*Your assignment*: Filter the entries below down to the lines that hold "false".

*Records contained in a dataset*:
•••

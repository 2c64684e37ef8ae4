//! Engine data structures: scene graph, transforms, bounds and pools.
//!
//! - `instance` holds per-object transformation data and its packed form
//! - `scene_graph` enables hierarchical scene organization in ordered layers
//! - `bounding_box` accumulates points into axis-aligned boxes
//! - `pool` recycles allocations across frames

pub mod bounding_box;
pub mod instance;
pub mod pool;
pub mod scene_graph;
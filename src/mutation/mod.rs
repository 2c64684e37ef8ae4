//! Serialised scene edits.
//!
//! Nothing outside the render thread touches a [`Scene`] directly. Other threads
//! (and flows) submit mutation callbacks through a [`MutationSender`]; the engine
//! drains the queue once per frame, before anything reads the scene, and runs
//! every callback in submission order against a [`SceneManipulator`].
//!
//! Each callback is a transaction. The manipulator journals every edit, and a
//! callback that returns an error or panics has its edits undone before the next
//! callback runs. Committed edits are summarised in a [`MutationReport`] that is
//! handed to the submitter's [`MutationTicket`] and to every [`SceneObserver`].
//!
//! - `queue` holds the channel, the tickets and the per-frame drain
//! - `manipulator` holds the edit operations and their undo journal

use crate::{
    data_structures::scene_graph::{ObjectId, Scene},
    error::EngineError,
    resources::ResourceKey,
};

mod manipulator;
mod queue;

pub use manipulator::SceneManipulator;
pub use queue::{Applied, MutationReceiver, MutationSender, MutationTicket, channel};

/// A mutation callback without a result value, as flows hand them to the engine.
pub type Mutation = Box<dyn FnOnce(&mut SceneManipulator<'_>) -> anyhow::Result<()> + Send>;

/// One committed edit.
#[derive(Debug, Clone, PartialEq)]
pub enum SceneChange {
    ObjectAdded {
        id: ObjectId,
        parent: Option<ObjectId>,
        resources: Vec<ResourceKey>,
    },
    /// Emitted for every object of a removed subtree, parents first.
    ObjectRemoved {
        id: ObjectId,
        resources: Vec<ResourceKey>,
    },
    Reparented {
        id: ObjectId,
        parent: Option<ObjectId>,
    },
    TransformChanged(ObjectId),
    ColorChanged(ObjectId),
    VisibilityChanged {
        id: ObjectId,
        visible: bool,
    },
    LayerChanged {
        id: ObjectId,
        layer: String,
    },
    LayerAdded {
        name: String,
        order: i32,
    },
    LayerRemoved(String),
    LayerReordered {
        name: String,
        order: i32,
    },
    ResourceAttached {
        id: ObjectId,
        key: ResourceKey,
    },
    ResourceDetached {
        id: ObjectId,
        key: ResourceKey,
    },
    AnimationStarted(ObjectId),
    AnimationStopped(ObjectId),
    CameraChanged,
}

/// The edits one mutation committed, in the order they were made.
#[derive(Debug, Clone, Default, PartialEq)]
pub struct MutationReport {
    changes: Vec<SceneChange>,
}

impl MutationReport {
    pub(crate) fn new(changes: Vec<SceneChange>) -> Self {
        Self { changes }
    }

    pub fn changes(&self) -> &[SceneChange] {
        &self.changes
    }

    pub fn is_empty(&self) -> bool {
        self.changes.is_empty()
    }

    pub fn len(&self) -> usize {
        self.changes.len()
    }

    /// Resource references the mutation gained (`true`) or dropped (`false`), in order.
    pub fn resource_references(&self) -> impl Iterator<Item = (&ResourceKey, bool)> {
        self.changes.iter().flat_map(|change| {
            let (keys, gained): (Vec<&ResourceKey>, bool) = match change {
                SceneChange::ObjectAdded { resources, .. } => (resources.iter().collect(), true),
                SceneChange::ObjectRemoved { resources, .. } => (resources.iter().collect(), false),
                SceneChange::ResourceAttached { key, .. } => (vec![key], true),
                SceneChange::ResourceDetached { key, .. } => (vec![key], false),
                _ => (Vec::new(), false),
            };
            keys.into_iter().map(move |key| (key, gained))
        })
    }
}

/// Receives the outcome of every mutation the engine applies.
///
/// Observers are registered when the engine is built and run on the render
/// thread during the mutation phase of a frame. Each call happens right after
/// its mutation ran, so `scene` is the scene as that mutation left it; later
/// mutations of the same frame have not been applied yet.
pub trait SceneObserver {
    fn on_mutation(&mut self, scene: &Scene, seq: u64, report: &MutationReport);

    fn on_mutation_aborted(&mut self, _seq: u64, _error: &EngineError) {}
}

•••

*Problem solution*:
    /// Resource references the mutation gained (`true`) or dropped (`false`), in order.
                SceneChange::ObjectRemoved { resources, .. } => (resources.iter().collect(), false),
                SceneChange::ResourceDetached { key, .. } => (vec![key], false),
                _ => (Vec::new(), false),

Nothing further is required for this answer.